To serve, pile up the lentils on a large plate or bowl, integrating the tomatoes as you build up the pile. Drizzle the tomato cooking juices on top, sprinkle with the pine nuts, and serve.
tofu marabella
November 10, 2013
2 blocks extra firm tofu, cut into slabs
1 head of garlic, peeled and finely pureed
1/4 cup dried oregano
coarse salt and freshly ground black pepper to taste
1/2 cup red wine vinegar
1/2 cup olive oil
1 cup pitted prunes
1/2 cup pitted Spanish green olives
1/2 cup capers with a bit of juice
6 bay leaves
1 cup brown sugar
1 cup white wine
1/4 cup Italian parsley or fresh coriander (cilantro), finely chopped
Preheat oven to 350 degrees.
In a large bowl combine garlic, oregano, pepper and coarse salt to taste, vinegar, olive oil, prunes, olives, capers and juice, and bay leaves. Arrange tofu slabs in a single layer in one or two large, shallow baking pans and spoon marinade over it evenly. Cover and let marinate, refrigerated, overnight.
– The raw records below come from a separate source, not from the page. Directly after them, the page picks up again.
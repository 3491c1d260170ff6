//! Combination rules for every consensus strategy.
//!
//! Everything here is a pure function of the ordered verdicts, the request
//! thresholds, and the weight profile snapshot taken when dispatch started.
//! Sums are accumulated in verdict order so that equal inputs give
//! bit-identical outputs.

use super::{ConsensusError, ConsensusRequest, ConsensusResult, ConsensusStrategy, Verdict};
use crate::registry::DEFAULT_FLAG_THRESHOLD;
use std::collections::BTreeMap;
use std::time::Duration;

/// Voting parameters of one candidate, frozen for the life of a request.
#[derive(Debug, Clone, Copy, PartialEq)]
pub struct VotingProfile {
    /// Effective weight at dispatch time
    pub weight: f64,
    /// Risk at or above which this backend's verdict counts as a flagged vote
    pub flag_threshold: f64,
}

impl Default for VotingProfile {
    fn default() -> Self {
        Self {
            weight: 1.0,
            flag_threshold: DEFAULT_FLAG_THRESHOLD,
        }
    }
}

/// Profiles of every candidate of a request, keyed by backend id.
pub type ProfileTable = BTreeMap<String, VotingProfile>;

struct Combined {
    is_flagged: bool,
    risk: f64,
    confidence: f64,
    disagreement: bool,
}

/// Combine `verdicts` under `strategy`.
///
/// Failed and timed-out verdicts are carried into `excluded_verdicts` and
/// count toward cost and latency, never toward the decision. Fewer successful
/// verdicts than the request quorum yields `InsufficientQuorum`.
pub fn aggregate(
    strategy: ConsensusStrategy,
    verdicts: &[Verdict],
    request: &ConsensusRequest,
    profiles: &ProfileTable,
) -> Result<ConsensusResult, ConsensusError> {
    let (successes, excluded): (Vec<&Verdict>, Vec<&Verdict>) =
        verdicts.iter().partition(|v| v.is_success());

    let required = request.required_quorum();
    if successes.len() < required {
        return Err(ConsensusError::InsufficientQuorum {
            required,
            received: successes.len(),
        });
    }

    let combined = match strategy {
        ConsensusStrategy::Majority => majority(&successes, profiles),
        ConsensusStrategy::Weighted | ConsensusStrategy::Cascading => {
            weighted(&successes, request, profiles)
        }
        ConsensusStrategy::Unanimous => unanimous(&successes, profiles),
        ConsensusStrategy::Threshold => threshold(&successes, request, profiles),
    };

    let total_cost = verdicts.iter().map(|v| v.cost).sum();
    let total_latency = if strategy.is_parallel() {
        verdicts
            .iter()
            .map(|v| v.latency)
            .max()
            .unwrap_or(Duration::ZERO)
    } else {
        verdicts.iter().map(|v| v.latency).sum()
    };

    tracing::debug!(
        strategy = %strategy,
        successes = successes.len(),
        excluded = excluded.len(),
        aggregate_risk = combined.risk,
        aggregate_confidence = combined.confidence,
        disagreement = combined.disagreement,
        "Verdicts aggregated"
    );

    Ok(ConsensusResult {
        is_flagged: combined.is_flagged && !combined.disagreement,
        aggregate_risk_score: combined.risk,
        aggregate_confidence: combined.confidence,
        strategy_used: strategy,
        contributing_verdicts: successes.into_iter().cloned().collect(),
        excluded_verdicts: excluded.into_iter().cloned().collect(),
        total_cost,
        total_latency,
        disagreement: combined.disagreement,
        early_stopped: false,
    })
}

/// Whether the Threshold strategy has reached its terminal decision.
///
/// Checked by the dispatcher after every arrival. The flagged mass only grows
/// as verdicts arrive, so once this holds it holds for every superset.
pub fn threshold_reached(
    verdicts: &[Verdict],
    request: &ConsensusRequest,
    profiles: &ProfileTable,
) -> bool {
    let successes: Vec<&Verdict> = verdicts.iter().filter(|v| v.is_success()).collect();
    successes.len() >= request.required_quorum()
        && mass_reaches(flagged_mass(&successes, profiles), request.confidence_threshold)
}

/// Whether a cascade may stop after the verdicts gathered so far.
pub fn cascade_satisfied(
    verdicts: &[Verdict],
    request: &ConsensusRequest,
    profiles: &ProfileTable,
) -> bool {
    let successes: Vec<&Verdict> = verdicts.iter().filter(|v| v.is_success()).collect();
    if successes.len() < request.required_quorum() {
        return false;
    }
    let (_, confidence) = weighted_means(&successes, profiles);
    confidence >= request.confidence_threshold
}

fn profile(profiles: &ProfileTable, backend_id: &str) -> VotingProfile {
    profiles.get(backend_id).copied().unwrap_or_default()
}

fn votes_flagged(verdict: &Verdict, profiles: &ProfileTable) -> bool {
    let threshold = profile(profiles, &verdict.backend_id).flag_threshold;
    verdict
        .scores()
        .map(|(risk, _)| risk >= threshold)
        .unwrap_or(false)
}

fn usable_weight(weight: f64) -> f64 {
    if weight.is_finite() && weight > 0.0 {
        weight
    } else {
        0.0
    }
}

/// Weighted means of risk and confidence over successful verdicts.
///
/// Falls back to equal weights when no verdict carries positive weight. The
/// risk mean is pinned into the input range to absorb rounding.
fn weighted_means(successes: &[&Verdict], profiles: &ProfileTable) -> (f64, f64) {
    let weights: Vec<f64> = successes
        .iter()
        .map(|v| usable_weight(profile(profiles, &v.backend_id).weight))
        .collect();
    let total: f64 = weights.iter().sum();

    let (weights, total) = if total > 0.0 {
        (weights, total)
    } else {
        (vec![1.0; successes.len()], successes.len() as f64)
    };

    let mut risk_sum = 0.0;
    let mut confidence_sum = 0.0;
    let mut min_risk = f64::INFINITY;
    let mut max_risk = f64::NEG_INFINITY;
    for (verdict, weight) in successes.iter().zip(&weights) {
        if let Some((risk, confidence)) = verdict.scores() {
            risk_sum += weight * risk;
            confidence_sum += weight * confidence;
            min_risk = min_risk.min(risk);
            max_risk = max_risk.max(risk);
        }
    }

    if total <= 0.0 || min_risk > max_risk {
        return (0.0, 0.0);
    }
    ((risk_sum / total).clamp(min_risk, max_risk), confidence_sum / total)
}

fn plain_means(successes: &[&Verdict]) -> (f64, f64) {
    if successes.is_empty() {
        return (0.0, 0.0);
    }
    let n = successes.len() as f64;
    let (risk, confidence) = successes
        .iter()
        .filter_map(|v| v.scores())
        .fold((0.0, 0.0), |(r, c), (risk, confidence)| {
            (r + risk, c + confidence)
        });
    (risk / n, confidence / n)
}

/// Confidence mass of flagged votes relative to the weight of every candidate.
fn flagged_mass(successes: &[&Verdict], profiles: &ProfileTable) -> f64 {
    let candidate_weight: f64 = profiles.values().map(|p| usable_weight(p.weight)).sum();
    let equal_weights = candidate_weight <= 0.0;
    let denominator = if equal_weights {
        profiles.len().max(successes.len()) as f64
    } else {
        candidate_weight
    };
    if denominator <= 0.0 {
        return 0.0;
    }

    let mass: f64 = successes
        .iter()
        .filter(|v| votes_flagged(v, profiles))
        .filter_map(|v| {
            let (_, confidence) = v.scores()?;
            let weight = if equal_weights {
                1.0
            } else {
                usable_weight(profile(profiles, &v.backend_id).weight)
            };
            Some(weight * confidence)
        })
        .sum();
    mass / denominator
}

/// No flagged vote means no flag, even at a zero threshold.
fn mass_reaches(mass: f64, threshold: f64) -> bool {
    mass > 0.0 && mass >= threshold
}

fn majority(successes: &[&Verdict], profiles: &ProfileTable) -> Combined {
    let flagged = successes
        .iter()
        .filter(|v| votes_flagged(v, profiles))
        .count();
    let (risk, confidence) = plain_means(successes);
    let n = successes.len();
    Combined {
        is_flagged: flagged * 2 > n,
        risk,
        confidence,
        disagreement: flagged * 2 == n,
    }
}

fn weighted(successes: &[&Verdict], request: &ConsensusRequest, profiles: &ProfileTable) -> Combined {
    let (risk, confidence) = weighted_means(successes, profiles);
    Combined {
        is_flagged: risk >= request.risk_threshold,
        risk,
        confidence,
        disagreement: false,
    }
}

fn unanimous(successes: &[&Verdict], profiles: &ProfileTable) -> Combined {
    let flagged = successes
        .iter()
        .filter(|v| votes_flagged(v, profiles))
        .count();
    let (risk, confidence) = weighted_means(successes, profiles);
    Combined {
        is_flagged: flagged == successes.len(),
        risk,
        confidence,
        disagreement: flagged != 0 && flagged != successes.len(),
    }
}

fn threshold(
    successes: &[&Verdict],
    request: &ConsensusRequest,
    profiles: &ProfileTable,
) -> Combined {
    let (risk, confidence) = weighted_means(successes, profiles);
    Combined {
        is_flagged: mass_reaches(flagged_mass(successes, profiles), request.confidence_threshold),
        risk,
        confidence,
        disagreement: false,
    }
}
Sprinkle tofu pieces with brown sugar and pour white wine around them. Bake for 45 minutes, basting frequently with pan juices. Carefully transfer tofu, prunes, olives and capers to a serving platter. Moisten with a few spoonfuls of pan juices and sprinkle generously with parsley or cilantro. Pass remaining pan juices in a sauceboat.